» Directions for this task
Look for the line that has "#[derive(Debug, Clone, Copy, PartialEq, Eq)]" in the material below; please repeat it and every line after it, exactly, up to and including the line that has "let (symbol, exchange)", and nothing else.
***** Records provided *****
//! Daily price-limit rules for A-share instruments
//!
//! The allowed daily move depends on the board an instrument trades on:
//! - Shanghai/Shenzhen main boards: 10% (5% under special treatment, `ST`)
//! - ChiNext (`300`/`301`.SZ) and STAR (`688`/`689`.SH): 20%
//! - Beijing Stock Exchange (`.BJ`): 30%

use crate::error::{AppError, Result};
use crate::models::Instrument;

/// Daily limit rule of one instrument
#[derive(Debug, Clone, Copy, PartialEq, Eq)]
pub enum LimitRule {
    MainBoard,
    SpecialTreatment,
    Growth,
    Beijing,
}

impl LimitRule {
    /// Resolve the rule for an instrument from its code and display name
    pub fn resolve(instrument: &Instrument) -> Result<Self> {
        let code = instrument.code.trim();
        let (symbol, exchange) = code.split_once('.').ok_or_else(|| {
            AppError::Config(format!("No daily-limit rule for '{}': missing exchange suffix", code))
        })?;

        if symbol.len() != 6 || !symbol.chars().all(|c| c.is_ascii_digit()) {
            return Err(AppError::Config(format!(
                "No daily-limit rule for '{}': expected a six-digit symbol",
                code
            )));
        }

        let rule = match exchange.to_ascii_uppercase().as_str() {
            "BJ" => LimitRule::Beijing,
            "SH" if symbol.starts_with("688") || symbol.starts_with("689") => LimitRule::Growth,
            "SZ" if symbol.starts_with("300") || symbol.starts_with("301") => LimitRule::Growth,
            "SH" if symbol.starts_with('6') => Self::main_board(&instrument.name),
            "SZ" if symbol.starts_with("00") => Self::main_board(&instrument.name),
            _ => {
                return Err(AppError::Config(format!(
                    "No daily-limit rule for '{}': unknown board",
                    code
                )))
            }
        };

        Ok(rule)
    }

    fn main_board(name: &str) -> Self {
        if name.to_ascii_uppercase().contains("ST") {
            LimitRule::SpecialTreatment
        } else {
            LimitRule::MainBoard
        }
    }

    /// Allowed move in whole percent
    pub fn percent(&self) -> i64 {
        match self {
            LimitRule::MainBoard => 10,
            LimitRule::SpecialTreatment => 5,
            LimitRule::Growth => 20,
            LimitRule::Beijing => 30,
        }
    }

    /// Limit-up price for a prior close, rounded half-up to the cent
    ///
    /// Computed in integer cents so that e.g. 9.95 * 1.1 gives 10.95.
    pub fn limit_up_price(&self, pre_close: f64) -> f64 {
        let pre_cents = to_cents(pre_close);
        let limit_cents = (pre_cents * (100 + self.percent()) + 50).div_euclid(100);
        limit_cents as f64 / 100.0
    }
}

fn to_cents(value: f64) -> i64 {
    (value * 100.0).round() as i64
}

/// Whether two prices are equal at cent precision
pub fn same_cents(a: f64, b: f64) -> bool {
    to_cents(a) == to_cents(b)
}
//! Watchlist Screener - Daily signal ranking for A-share watchlists
//!
//! Fetches recent daily bars for a watchlist from Tushare Pro, flags each
//! trading day by volume and price direction, ranks instruments over the
//! last few trading days and writes an xlsx report grouped by category.

pub mod config;
pub mod error;
pub mod market;
pub mod models;
pub mod services;
pub mod state;

use config::ScreenerConfig;
use error::Result;
use services::{ReportService, RunParams, StrategyService};
use state::AppState;
use std::path::PathBuf;
use tracing_subscriber::{layer::SubscriberExt, util::SubscriberInitExt};

/// Install the global tracing subscriber
///
/// `RUST_LOG` overrides the default filter. Calling this twice is harmless.
pub fn init_tracing() {
    let _ = tracing_subscriber::registry()
        .with(
            tracing_subscriber::EnvFilter::try_from_default_env()
                .unwrap_or_else(|_| "watchlist_screener=debug,reqwest=info".into()),
        )
        .with(tracing_subscriber::fmt::layer())
        .try_init();
}

/// Run one screening pass and write the report
///
/// Returns the path of the written workbook.
pub async fn run(config: ScreenerConfig) -> Result<PathBuf> {
    tracing::info!("Starting Watchlist Screener...");

    let params = RunParams::from_config(&config);
    params.validate()?;

    let state = AppState::new(config)?;
    let ranked = StrategyService::run(&state, &params).await?;

    ReportService::write(
        &ranked,
        &state.config.output_dir,
        state.config.report_file_name.as_deref(),
    )
}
*****
» Exercise output
#[derive(Debug, Clone, Copy, PartialEq, Eq)]
pub enum LimitRule {
    MainBoard,
    SpecialTreatment,
    Growth,
    Beijing,
}

impl LimitRule {
    /// Resolve the rule for an instrument from its code and display name
    pub fn resolve(instrument: &Instrument) -> Result<Self> {
        let code = instrument.code.trim();
        let (symbol, exchange) = code.split_once('.').ok_or_else(|| {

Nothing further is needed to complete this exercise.